> _Assigned task_: Output every line of the listing, exactly and completely.

> _Listed records_:

//! Compute engine capability interface.
//!
//! The transformer forward pass, tokenization and weight materialization are
//! external collaborators. Everything in the crate talks to them through
//! [`ComputeEngine`] so they can be swapped or mocked without touching the
//! scheduler or the cache.
//!
//! - [`kv`]: KV tensor payloads
//! - [`stub`]: deterministic reference engine used by the binary and tests

pub mod kv;
pub mod stub;

use std::any::Any;
use std::fmt;
use std::path::PathBuf;
use std::str::FromStr;

use async_trait::async_trait;
use serde::{Deserialize, Serialize};
use thiserror::Error;

use crate::engine::kv::KvTensors;
use crate::registry::descriptor::Residency;

#[derive(Error, Debug)]
pub enum EngineError {
    #[error("Failed to load weights: {0}")]
    LoadFailed(String),

    #[error("Tokenization failed: {0}")]
    TokenizeFailed(String),

    #[error("Forward pass failed: {0}")]
    ForwardFailed(String),

    #[error("KV shape mismatch: expected {expected} bytes, got {actual}")]
    ShapeMismatch { expected: usize, actual: usize },
}

/// Token ID type.
pub type TokenId = u32;

/// Model architecture family.
#[derive(Debug, Clone, Copy, Default, PartialEq, Eq, Hash, Serialize, Deserialize)]
#[serde(rename_all = "snake_case")]
pub enum ModelType {
    #[default]
    TextLlm,
    MultimodalVl,
    ImageDiffusion,
}

impl FromStr for ModelType {
    type Err = String;

    fn from_str(s: &str) -> Result<Self, Self::Err> {
        match s.to_ascii_lowercase().as_str() {
            "" | "llm" | "text" | "text_llm" => Ok(ModelType::TextLlm),
            "vision" | "vl" | "multimodal" | "multimodal_vl" => Ok(ModelType::MultimodalVl),
            "diffusion" | "image" | "image_diffusion" => Ok(ModelType::ImageDiffusion),
            other => Err(format!("unknown model type '{other}'")),
        }
    }
}

impl fmt::Display for ModelType {
    fn fmt(&self, f: &mut fmt::Formatter<'_>) -> fmt::Result {
        match self {
            ModelType::TextLlm => write!(f, "text_llm"),
            ModelType::MultimodalVl => write!(f, "multimodal_vl"),
            ModelType::ImageDiffusion => write!(f, "image_diffusion"),
        }
    }
}

/// Where a model's weights come from.
#[derive(Debug, Clone, PartialEq, Eq, Serialize, Deserialize)]
pub struct ModelSource {
    pub file_path: PathBuf,
    #[serde(default)]
    pub model_type: ModelType,
}

/// Opaque handle on materialized model weights.
///
/// Owned exclusively by one model descriptor. Dropping the handle releases
/// the weights through the engine-provided guard.
pub struct WeightsHandle {
    id: u64,
    size_bytes: u64,
    fingerprint: u64,
    residency: Residency,
    _guard: Option<Box<dyn Any + Send + Sync>>,
}

impl WeightsHandle {
    pub fn new(
        id: u64,
        size_bytes: u64,
        fingerprint: u64,
        residency: Residency,
        guard: Option<Box<dyn Any + Send + Sync>>,
    ) -> Self {
        Self {
            id,
            size_bytes,
            fingerprint,
            residency,
            _guard: guard,
        }
    }

    pub fn id(&self) -> u64 {
        self.id
    }

    pub fn size_bytes(&self) -> u64 {
        self.size_bytes
    }

    /// Engine-defined identity of the weights.
    pub fn fingerprint(&self) -> u64 {
        self.fingerprint
    }

    pub fn residency(&self) -> Residency {
        self.residency
    }
}

impl fmt::Debug for WeightsHandle {
    fn fmt(&self, f: &mut fmt::Formatter<'_>) -> fmt::Result {
        f.debug_struct("WeightsHandle")
            .field("id", &self.id)
            .field("size_bytes", &self.size_bytes)
            .field("residency", &self.residency)
            .finish()
    }
}

/// Sampling knobs passed through to the engine.
#[derive(Debug, Clone, Copy, PartialEq)]
pub struct SamplingParams {
    pub temperature: f64,
    pub top_p: f64,
}

impl Default for SamplingParams {
    fn default() -> Self {
        Self {
            temperature: 0.7,
            top_p: 0.9,
        }
    }
}

/// One forward invocation: new tokens, optionally seeded with prior KV state.
#[derive(Debug, Clone, Copy)]
pub struct ForwardRequest<'a> {
    pub tokens: &'a [TokenId],
    pub prior: Option<&'a KvTensors>,
    pub max_new_tokens: usize,
    pub sampling: SamplingParams,
}

/// Result of a forward invocation.
#[derive(Debug, Clone)]
pub struct ForwardOutput {
    /// Tokens sampled after the input.
    pub generated: Vec<TokenId>,

    /// KV state covering prior + input tokens.
    pub kv: KvTensors,
}

/// The compute engine capability.
#[async_trait]
pub trait ComputeEngine: Send + Sync {
    /// Engine name for logs.
    fn name(&self) -> &str;

    /// Materialize weights for a model.
    async fn load_weights(
        &self,
        model_id: &str,
        source: &ModelSource,
        residency: Residency,
    ) -> Result<WeightsHandle, EngineError>;

    fn tokenize(&self, weights: &WeightsHandle, text: &str) -> Result<Vec<TokenId>, EngineError>;

    fn detokenize(&self, weights: &WeightsHandle, tokens: &[TokenId])
        -> Result<String, EngineError>;

    /// Run the given tokens through the model. The prior state is read-only.
    async fn run_forward(
        &self,
        weights: &WeightsHandle,
        request: ForwardRequest<'_>,
    ) -> Result<ForwardOutput, EngineError>;
}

> _Task output_:
//! Compute engine capability interface.
//!
//! The transformer forward pass, tokenization and weight materialization are
//! external collaborators. Everything in the crate talks to them through
//! [`ComputeEngine`] so they can be swapped or mocked without touching the
//! scheduler or the cache.
//!
//! - [`kv`]: KV tensor payloads
//! - [`stub`]: deterministic reference engine used by the binary and tests

pub mod kv;
pub mod stub;

use std::any::Any;
use std::fmt;
use std::path::PathBuf;
use std::str::FromStr;

use async_trait::async_trait;
use serde::{Deserialize, Serialize};
use thiserror::Error;

use crate::engine::kv::KvTensors;
use crate::registry::descriptor::Residency;

#[derive(Error, Debug)]
pub enum EngineError {
    #[error("Failed to load weights: {0}")]
    LoadFailed(String),

    #[error("Tokenization failed: {0}")]
    TokenizeFailed(String),

    #[error("Forward pass failed: {0}")]
    ForwardFailed(String),

    #[error("KV shape mismatch: expected {expected} bytes, got {actual}")]
    ShapeMismatch { expected: usize, actual: usize },
}

/// Token ID type.
pub type TokenId = u32;

/// Model architecture family.
#[derive(Debug, Clone, Copy, Default, PartialEq, Eq, Hash, Serialize, Deserialize)]
#[serde(rename_all = "snake_case")]
pub enum ModelType {
    #[default]
    TextLlm,
    MultimodalVl,
    ImageDiffusion,
}

impl FromStr for ModelType {
    type Err = String;

    fn from_str(s: &str) -> Result<Self, Self::Err> {
        match s.to_ascii_lowercase().as_str() {
            "" | "llm" | "text" | "text_llm" => Ok(ModelType::TextLlm),
            "vision" | "vl" | "multimodal" | "multimodal_vl" => Ok(ModelType::MultimodalVl),
            "diffusion" | "image" | "image_diffusion" => Ok(ModelType::ImageDiffusion),
            other => Err(format!("unknown model type '{other}'")),
        }
    }
}

impl fmt::Display for ModelType {
    fn fmt(&self, f: &mut fmt::Formatter<'_>) -> fmt::Result {
        match self {
            ModelType::TextLlm => write!(f, "text_llm"),
            ModelType::MultimodalVl => write!(f, "multimodal_vl"),
            ModelType::ImageDiffusion => write!(f, "image_diffusion"),
        }
    }
}

/// Where a model's weights come from.
#[derive(Debug, Clone, PartialEq, Eq, Serialize, Deserialize)]
pub struct ModelSource {
    pub file_path: PathBuf,
    #[serde(default)]
    pub model_type: ModelType,
}

/// Opaque handle on materialized model weights.
///
/// Owned exclusively by one model descriptor. Dropping the handle releases
/// the weights through the engine-provided guard.
pub struct WeightsHandle {
    id: u64,
    size_bytes: u64,
    fingerprint: u64,
    residency: Residency,
    _guard: Option<Box<dyn Any + Send + Sync>>,
}

impl WeightsHandle {
    pub fn new(
        id: u64,
        size_bytes: u64,
        fingerprint: u64,
        residency: Residency,
        guard: Option<Box<dyn Any + Send + Sync>>,
    ) -> Self {
        Self {
            id,
            size_bytes,
            fingerprint,
            residency,
            _guard: guard,
        }
    }

    pub fn id(&self) -> u64 {
        self.id
    }

    pub fn size_bytes(&self) -> u64 {
        self.size_bytes
    }

    /// Engine-defined identity of the weights.
    pub fn fingerprint(&self) -> u64 {
        self.fingerprint
    }

    pub fn residency(&self) -> Residency {
        self.residency
    }
}

impl fmt::Debug for WeightsHandle {
    fn fmt(&self, f: &mut fmt::Formatter<'_>) -> fmt::Result {
        f.debug_struct("WeightsHandle")
            .field("id", &self.id)
            .field("size_bytes", &self.size_bytes)
            .field("residency", &self.residency)
            .finish()
    }
}

/// Sampling knobs passed through to the engine.
#[derive(Debug, Clone, Copy, PartialEq)]
pub struct SamplingParams {
    pub temperature: f64,
    pub top_p: f64,
}

impl Default for SamplingParams {
    fn default() -> Self {
        Self {
            temperature: 0.7,
            top_p: 0.9,
        }
    }
}

/// One forward invocation: new tokens, optionally seeded with prior KV state.
#[derive(Debug, Clone, Copy)]
pub struct ForwardRequest<'a> {
    pub tokens: &'a [TokenId],
    pub prior: Option<&'a KvTensors>,
    pub max_new_tokens: usize,
    pub sampling: SamplingParams,
}

/// Result of a forward invocation.
#[derive(Debug, Clone)]
pub struct ForwardOutput {
    /// Tokens sampled after the input.
    pub generated: Vec<TokenId>,

    /// KV state covering prior + input tokens.
    pub kv: KvTensors,
}

/// The compute engine capability.
#[async_trait]
pub trait ComputeEngine: Send + Sync {
    /// Engine name for logs.
    fn name(&self) -> &str;

    /// Materialize weights for a model.
    async fn load_weights(
        &self,
        model_id: &str,
        source: &ModelSource,
        residency: Residency,
    ) -> Result<WeightsHandle, EngineError>;

    fn tokenize(&self, weights: &WeightsHandle, text: &str) -> Result<Vec<TokenId>, EngineError>;

    fn detokenize(&self, weights: &WeightsHandle, tokens: &[TokenId])
        -> Result<String, EngineError>;

    /// Run the given tokens through the model. The prior state is read-only.
    async fn run_forward(
        &self,
        weights: &WeightsHandle,
        request: ForwardRequest<'_>,
    ) -> Result<ForwardOutput, EngineError>;
}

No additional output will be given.